Qatar Airways Cargo’s expansion has been extraordinary. The airline initiated regular operations to key destinations like Amsterdam, Chennai, and New Delhi, and today, it serves more than 160 belly-hold destinations alongside over 70 freighter destinations.

The fleet consists of two Boeing 747-8 freighters, two Boeing 747-400 freighters, 26 Boeing 777 freighters, and one Airbus A310 freighter. In addition, they’ve established an extensive road feeder service (RFS) network, enhancing their connectivity and reach.

Setting Global Standards

Qatar Airways Cargo is not only about scale but also quality. The company has made substantial investments in its products, services, quality handling, infrastructure, facilities, personnel, and procedures at each of its destinations, ensuring high operating standards for cargo transportation.

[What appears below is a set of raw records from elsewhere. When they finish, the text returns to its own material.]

//! Domain types for the confmesh state store.
//!
//! These types represent the persisted state of the configuration platform:
//! release change signals, gray-release rules, clusters and their branch
//! relation, namespaces, releases, and the history/audit trail. All types
//! are serializable to/from JSON for storage in redb tables.

use serde::{Deserialize, Serialize};
use std::collections::BTreeMap;

/// Application identifier.
pub type AppId = String;

// ── Release messages ───────────────────────────────────────────────

/// A lightweight change signal: some namespace's effective configuration
/// changed. The payload is fetched separately; the signal only carries the
/// channel key and a storage-assigned, monotonically increasing id.
#[derive(Debug, Clone, Serialize, Deserialize, PartialEq, Eq)]
pub struct ReleaseMessage {
    /// Storage-assigned id. For a fixed `message`, a higher id is newer.
    pub id: u64,
    /// Channel key identifying a namespace-release channel,
    /// e.g. `{app_id}+{cluster}+{namespace}`.
    pub message: String,
    /// Unix timestamp (seconds) when the signal was written.
    pub created_at: u64,
}

impl ReleaseMessage {
    /// Build the channel key for a namespace.
    pub fn channel_key(app_id: &str, cluster_name: &str, namespace_name: &str) -> String {
        format!("{app_id}+{cluster_name}+{namespace_name}")
    }
}

// ── Gray-release rules ─────────────────────────────────────────────

/// Lifecycle status of a gray-release branch.
#[derive(Debug, Clone, Copy, PartialEq, Eq, Serialize, Deserialize)]
#[serde(rename_all = "snake_case")]
pub enum BranchStatus {
    /// Branch deleted without merging.
    Deleted,
    /// Branch live, serving a gray release to matched instances.
    Active,
    /// Branch merged back into the parent namespace.
    Merged,
}

/// One match clause of a gray-release rule: which client instances the
/// branch release applies to.
#[derive(Debug, Clone, Serialize, Deserialize, PartialEq, Eq)]
pub struct GrayRuleItem {
    /// Application id the clause matches.
    pub client_app_id: String,
    /// Instance IPs the clause matches.
    pub client_ip_list: Vec<String>,
}

/// A gray-release rule record: match clauses plus the release the branch
/// currently serves. Records are immutable once persisted; "updating" a
/// rule persists a new record and removes the previous one, and the active
/// rule for a tuple is the live record with the highest id.
#[derive(Debug, Clone, Serialize, Deserialize, PartialEq, Eq)]
pub struct GrayReleaseRule {
    /// Storage-assigned id. Latest wins.
    pub id: u64,
    pub app_id: AppId,
    pub cluster_name: String,
    pub namespace_name: String,
    /// Name of the branch (child) cluster this rule belongs to.
    pub branch_name: String,
    /// Ordered match clauses.
    pub rule_items: Vec<GrayRuleItem>,
    /// The release this branch currently serves (0 = none yet).
    pub release_id: u64,
    pub branch_status: BranchStatus,
    pub created_by: String,
    pub modified_by: String,
}

// ── Clusters & namespaces ──────────────────────────────────────────

/// A cluster of application instances. A gray-release branch is itself a
/// child cluster whose `parent_cluster_id` references the parent.
#[derive(Debug, Clone, Serialize, Deserialize, PartialEq, Eq)]
pub struct Cluster {
    /// Storage-assigned entity id.
    pub id: u64,
    pub app_id: AppId,
    pub name: String,
    /// Id of the parent cluster, or 0 for a top-level cluster.
    pub parent_cluster_id: u64,
    pub created_by: String,
    pub modified_by: String,
}

impl Cluster {
    /// True if this cluster is a gray-release branch of another cluster.
    pub fn is_branch(&self) -> bool {
        self.parent_cluster_id != 0
    }

    /// Build the composite key for the clusters table.
    pub fn table_key(&self) -> String {
        cluster_key(&self.app_id, &self.name)
    }
}

/// Build the clusters table key for an (app, cluster) pair.
pub fn cluster_key(app_id: &str, name: &str) -> String {
    format!("{app_id}/{name}")
}

/// A named configuration unit scoped to an application and cluster.
#[derive(Debug, Clone, Serialize, Deserialize, PartialEq, Eq)]
pub struct Namespace {
    /// Storage-assigned entity id.
    pub id: u64,
    pub app_id: AppId,
    pub cluster_name: String,
    pub namespace_name: String,
    pub created_by: String,
    pub modified_by: String,
}

impl Namespace {
    /// Build the composite key for the namespaces table.
    pub fn table_key(&self) -> String {
        namespace_key(&self.app_id, &self.cluster_name, &self.namespace_name)
    }
}

/// Build the namespaces table key for an (app, cluster, namespace) triple.
pub fn namespace_key(app_id: &str, cluster_name: &str, namespace_name: &str) -> String {
    format!("{app_id}/{cluster_name}/{namespace_name}")
}

// ── Releases ───────────────────────────────────────────────────────

/// A published configuration snapshot for a namespace.
#[derive(Debug, Clone, Serialize, Deserialize, PartialEq, Eq)]
pub struct Release {
    /// Storage-assigned id.
    pub id: u64,
    pub app_id: AppId,
    pub cluster_name: String,
    pub namespace_name: String,
    /// The released key/value configuration.
    pub configurations: BTreeMap<String, String>,
    /// Abandoned releases are skipped when resolving the latest active one.
    pub abandoned: bool,
    pub operator: String,
    /// Unix timestamp (seconds) when the release was published.
    pub created_at: u64,
}

// ── Release history & audit ────────────────────────────────────────

/// Operation recorded in the release history trail.
#[derive(Debug, Clone, Copy, PartialEq, Eq, Serialize, Deserialize)]
#[serde(rename_all = "snake_case")]
pub enum ReleaseOperation {
    /// Normal full release of a namespace.
    NormalRelease,
    /// Gray rules applied or replaced on a branch.
    ApplyGrayRules,
    /// Branch deleted after its release was merged into the parent.
    GrayReleaseDeletedAfterMerge,
    /// Branch abandoned without merging.
    AbandonGrayRelease,
}

/// One entry in the release history trail.
#[derive(Debug, Clone, Serialize, Deserialize, PartialEq, Eq)]
pub struct ReleaseHistory {
    /// Storage-assigned id.
    pub id: u64,
    pub app_id: AppId,
    pub cluster_name: String,
    pub namespace_name: String,
    pub branch_name: String,
    pub previous_release_id: u64,
    pub release_id: u64,
    pub operation: ReleaseOperation,
    /// Free-form context (e.g. old and new rule clauses).
    pub operation_context: serde_json::Value,
    pub operator: String,
    /// Unix timestamp (seconds).
    pub created_at: u64,
}

/// Kind of change recorded in an audit row.
#[derive(Debug, Clone, Copy, PartialEq, Eq, Serialize, Deserialize)]
#[serde(rename_all = "snake_case")]
pub enum AuditOp {
    Insert,
    Update,
    Delete,
}

/// An audit record for an entity mutation.
#[derive(Debug, Clone, Serialize, Deserialize, PartialEq, Eq)]
pub struct Audit {
    /// Storage-assigned id.
    pub id: u64,
    /// Entity type, e.g. "Cluster" or "Branch".
    pub entity_name: String,
    /// Id of the mutated entity.
    pub entity_id: u64,
    pub operation: AuditOp,
    pub operator: String,
    /// Unix timestamp (seconds).
    pub created_at: u64,
}

// ── Namespace locks ────────────────────────────────────────────────

/// An edit lock on a namespace. At most one lock per namespace; acquiring
/// an already-held lock fails unless the holder matches.
#[derive(Debug, Clone, Serialize, Deserialize, PartialEq, Eq)]
pub struct NamespaceLock {
    pub namespace_id: u64,
    pub locked_by: String,
}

These efforts have been recognized through the International Air Transport Association (IATA) statistics, positioning Qatar Airways as a dominant player in the air cargo industry.

Facing Market Challenges

Qatar Airways Cargo acknowledges the challenges posed by the ever-evolving global air cargo market. The market conditions are indeed demanding, but with their extensive network, they embrace these challenges creatively.

The airline is dedicated to outperforming market expectations through innovative strategies and enhanced capacities.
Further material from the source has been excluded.